Your assignment. Take each line of the entries below that contains "domaincount" and copy it.

Stored entries

==============================

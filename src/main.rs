use clap::Parser;
use tracing::info;

use domaincount::{utils, Args};

fn main() {
    let args = Args::parse();
    utils::setup_logging(args.verbose);

    match domaincount::run(&args) {
        Ok(report) => {
            info!(
                action = "complete",
                component = "main",
                rows_read = report.rows_read,
                rows_invalid = report.rows_invalid,
                unique_domains = report.domains.len(),
                "Done"
            );
        }
        Err(e) => {
            // Shown whatever RUST_LOG says.
            eprintln!("Error: {:#}", e);
            std::process::exit(1);
        }
    }
}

==============================

Result for this task.
use domaincount::{utils, Args};
    match domaincount::run(&args) {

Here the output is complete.